Start of Information provided
//! The sync orchestrator

use std::path::Path;

use chrono::Utc;
use mirror_git::{GitCommand, Transport};

use super::error::SyncError;
use super::result::{BatchReport, SyncResult, SyncStatus};
use super::{SyncOptions, initializer, publisher, reconciler, upstream};
use crate::{Destination, Project, ProjectId};

/// Runs the initialize, reconcile, fetch, and publish steps for projects.
///
/// Generic over the [`Transport`] so tests can inject failures; the default
/// shells out to `git`.
#[derive(Debug, Clone, Default)]
pub struct SyncEngine<T: Transport = GitCommand> {
    transport: T,
    options: SyncOptions,
}

impl<T: Transport> SyncEngine<T> {
    pub fn new(transport: T, options: SyncOptions) -> Self {
        Self { transport, options }
    }

    pub fn transport(&self) -> &T {
        &self.transport
    }

    /// Sync one project. Never fails: problems end up in the result.
    ///
    /// With `clean`, the local mirror is deleted afterwards, but only if the
    /// sync was a full success.
    pub fn sync_one(
        &self,
        project: &ProjectId,
        cache_root: &Path,
        destinations: &[Destination],
        clean: bool,
    ) -> SyncResult {
        let span = tracing::info_span!("sync", project = %project);
        let _guard = span.enter();

        let mut result = SyncResult::start(project.clone());
        match self.run(project, cache_root, destinations, &mut result) {
            Ok(()) => result.status = SyncStatus::from_outcomes(&result.destinations),
            Err(error) => {
                tracing::error!(%error, "Sync aborted");
                result.status = SyncStatus::TotalFailure;
                result.error = Some(error);
            }
        }

        if clean && result.is_success() {
            let path = cache_root.join(project.as_str());
            match mirror_fs::io::remove_dir(&path) {
                Ok(()) => {
                    tracing::info!(path = %path.display(), "Removed local mirror");
                    result.cleaned = true;
                }
                Err(e) => {
                    tracing::warn!(
                        path = %path.display(),
                        error = %e,
                        "Could not remove local mirror"
                    );
                    result.warnings.push(SyncError::Cleanup {
                        path,
                        message: e.to_string(),
                    });
                }
            }
        }

        result.finished_at = Utc::now();
        tracing::info!(status = %result.status, "Sync finished");
        result
    }

    /// Sync every project in order. One project's failure never stops the
    /// others.
    ///
    /// Entries sharing an id are synced once, with their destinations merged
    /// in first-seen order, so every id gets exactly one result.
    pub fn sync_all(&self, projects: &[Project], cache_root: &Path, clean: bool) -> BatchReport {
        let mut report = BatchReport::default();
        for (id, destinations) in merge_duplicates(projects) {
            let result = self.sync_one(&id, cache_root, &destinations, clean);
            report.results.insert(id, result);
        }
        tracing::info!(
            total = report.len(),
            failed = report.failed().len(),
            "Batch finished"
        );
        report
    }

    // The mirror handle is dropped when this returns, before any cleanup.
    fn run(
        &self,
        project: &ProjectId,
        cache_root: &Path,
        destinations: &[Destination],
        result: &mut SyncResult,
    ) -> Result<(), SyncError> {
        let mirror = initializer::initialize(project, cache_root, &self.options)?;
        result.remotes = reconciler::reconcile(&mirror, destinations)?;

        let branch = upstream::fetch_and_integrate(
            &self.transport,
            &mirror,
            &self.options.primary_branches,
            &mut result.warnings,
        )?;
        result.primary_branch = Some(branch.clone());

        if destinations.is_empty() {
            tracing::warn!("No destinations configured; nothing to push");
        }
        result.destinations = publisher::publish(&self.transport, &mirror, &branch, destinations);
        Ok(())
    }
}

fn merge_duplicates(projects: &[Project]) -> Vec<(ProjectId, Vec<Destination>)> {
    let mut merged: Vec<(ProjectId, Vec<Destination>)> = Vec::with_capacity(projects.len());
    for project in projects {
        match merged.iter_mut().find(|(id, _)| *id == project.id) {
            Some((_, destinations)) => {
                tracing::warn!(
                    project = %project.id,
                    "Project listed twice; merging destinations"
                );
                for destination in &project.destinations {
                    if !destinations.contains(destination) {
                        destinations.push(destination.clone());
                    }
                }
            }
            None => merged.push((project.id.clone(), project.destinations.clone())),
        }
    }
    merged
}

/// [`SyncEngine::sync_one`] with the `git` transport and default options.
pub fn sync_one(
    project: &ProjectId,
    cache_root: &Path,
    destinations: &[Destination],
    clean: bool,
) -> SyncResult {
    SyncEngine::<GitCommand>::default().sync_one(project, cache_root, destinations, clean)
}

/// [`SyncEngine::sync_all`] with the `git` transport and default options.
pub fn sync_all(projects: &[Project], cache_root: &Path, clean: bool) -> BatchReport {
    SyncEngine::<GitCommand>::default().sync_all(projects, cache_root, clean)
}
End of Information provided
Your objective:
Repeat every entry exactly, leaving nothing out.

The answer:
//! The sync orchestrator

use std::path::Path;

use chrono::Utc;
use mirror_git::{GitCommand, Transport};

use super::error::SyncError;
use super::result::{BatchReport, SyncResult, SyncStatus};
use super::{SyncOptions, initializer, publisher, reconciler, upstream};
use crate::{Destination, Project, ProjectId};

/// Runs the initialize, reconcile, fetch, and publish steps for projects.
///
/// Generic over the [`Transport`] so tests can inject failures; the default
/// shells out to `git`.
#[derive(Debug, Clone, Default)]
pub struct SyncEngine<T: Transport = GitCommand> {
    transport: T,
    options: SyncOptions,
}

impl<T: Transport> SyncEngine<T> {
    pub fn new(transport: T, options: SyncOptions) -> Self {
        Self { transport, options }
    }

    pub fn transport(&self) -> &T {
        &self.transport
    }

    /// Sync one project. Never fails: problems end up in the result.
    ///
    /// With `clean`, the local mirror is deleted afterwards, but only if the
    /// sync was a full success.
    pub fn sync_one(
        &self,
        project: &ProjectId,
        cache_root: &Path,
        destinations: &[Destination],
        clean: bool,
    ) -> SyncResult {
        let span = tracing::info_span!("sync", project = %project);
        let _guard = span.enter();

        let mut result = SyncResult::start(project.clone());
        match self.run(project, cache_root, destinations, &mut result) {
            Ok(()) => result.status = SyncStatus::from_outcomes(&result.destinations),
            Err(error) => {
                tracing::error!(%error, "Sync aborted");
                result.status = SyncStatus::TotalFailure;
                result.error = Some(error);
            }
        }

        if clean && result.is_success() {
            let path = cache_root.join(project.as_str());
            match mirror_fs::io::remove_dir(&path) {
                Ok(()) => {
                    tracing::info!(path = %path.display(), "Removed local mirror");
                    result.cleaned = true;
                }
                Err(e) => {
                    tracing::warn!(
                        path = %path.display(),
                        error = %e,
                        "Could not remove local mirror"
                    );
                    result.warnings.push(SyncError::Cleanup {
                        path,
                        message: e.to_string(),
                    });
                }
            }
        }

        result.finished_at = Utc::now();
        tracing::info!(status = %result.status, "Sync finished");
        result
    }

    /// Sync every project in order. One project's failure never stops the
    /// others.
    ///
    /// Entries sharing an id are synced once, with their destinations merged
    /// in first-seen order, so every id gets exactly one result.
    pub fn sync_all(&self, projects: &[Project], cache_root: &Path, clean: bool) -> BatchReport {
        let mut report = BatchReport::default();
        for (id, destinations) in merge_duplicates(projects) {
            let result = self.sync_one(&id, cache_root, &destinations, clean);
            report.results.insert(id, result);
        }
        tracing::info!(
            total = report.len(),
            failed = report.failed().len(),
            "Batch finished"
        );
        report
    }

    // The mirror handle is dropped when this returns, before any cleanup.
    fn run(
        &self,
        project: &ProjectId,
        cache_root: &Path,
        destinations: &[Destination],
        result: &mut SyncResult,
    ) -> Result<(), SyncError> {
        let mirror = initializer::initialize(project, cache_root, &self.options)?;
        result.remotes = reconciler::reconcile(&mirror, destinations)?;

        let branch = upstream::fetch_and_integrate(
            &self.transport,
            &mirror,
            &self.options.primary_branches,
            &mut result.warnings,
        )?;
        result.primary_branch = Some(branch.clone());

        if destinations.is_empty() {
            tracing::warn!("No destinations configured; nothing to push");
        }
        result.destinations = publisher::publish(&self.transport, &mirror, &branch, destinations);
        Ok(())
    }
}

fn merge_duplicates(projects: &[Project]) -> Vec<(ProjectId, Vec<Destination>)> {
    let mut merged: Vec<(ProjectId, Vec<Destination>)> = Vec::with_capacity(projects.len());
    for project in projects {
        match merged.iter_mut().find(|(id, _)| *id == project.id) {
            Some((_, destinations)) => {
                tracing::warn!(
                    project = %project.id,
                    "Project listed twice; merging destinations"
                );
                for destination in &project.destinations {
                    if !destinations.contains(destination) {
                        destinations.push(destination.clone());
                    }
                }
            }
            None => merged.push((project.id.clone(), project.destinations.clone())),
        }
    }
    merged
}

/// [`SyncEngine::sync_one`] with the `git` transport and default options.
pub fn sync_one(
    project: &ProjectId,
    cache_root: &Path,
    destinations: &[Destination],
    clean: bool,
) -> SyncResult {
    SyncEngine::<GitCommand>::default().sync_one(project, cache_root, destinations, clean)
}

/// [`SyncEngine::sync_all`] with the `git` transport and default options.
pub fn sync_all(projects: &[Project], cache_root: &Path, clean: bool) -> BatchReport {
    SyncEngine::<GitCommand>::default().sync_all(projects, cache_root, clean)
}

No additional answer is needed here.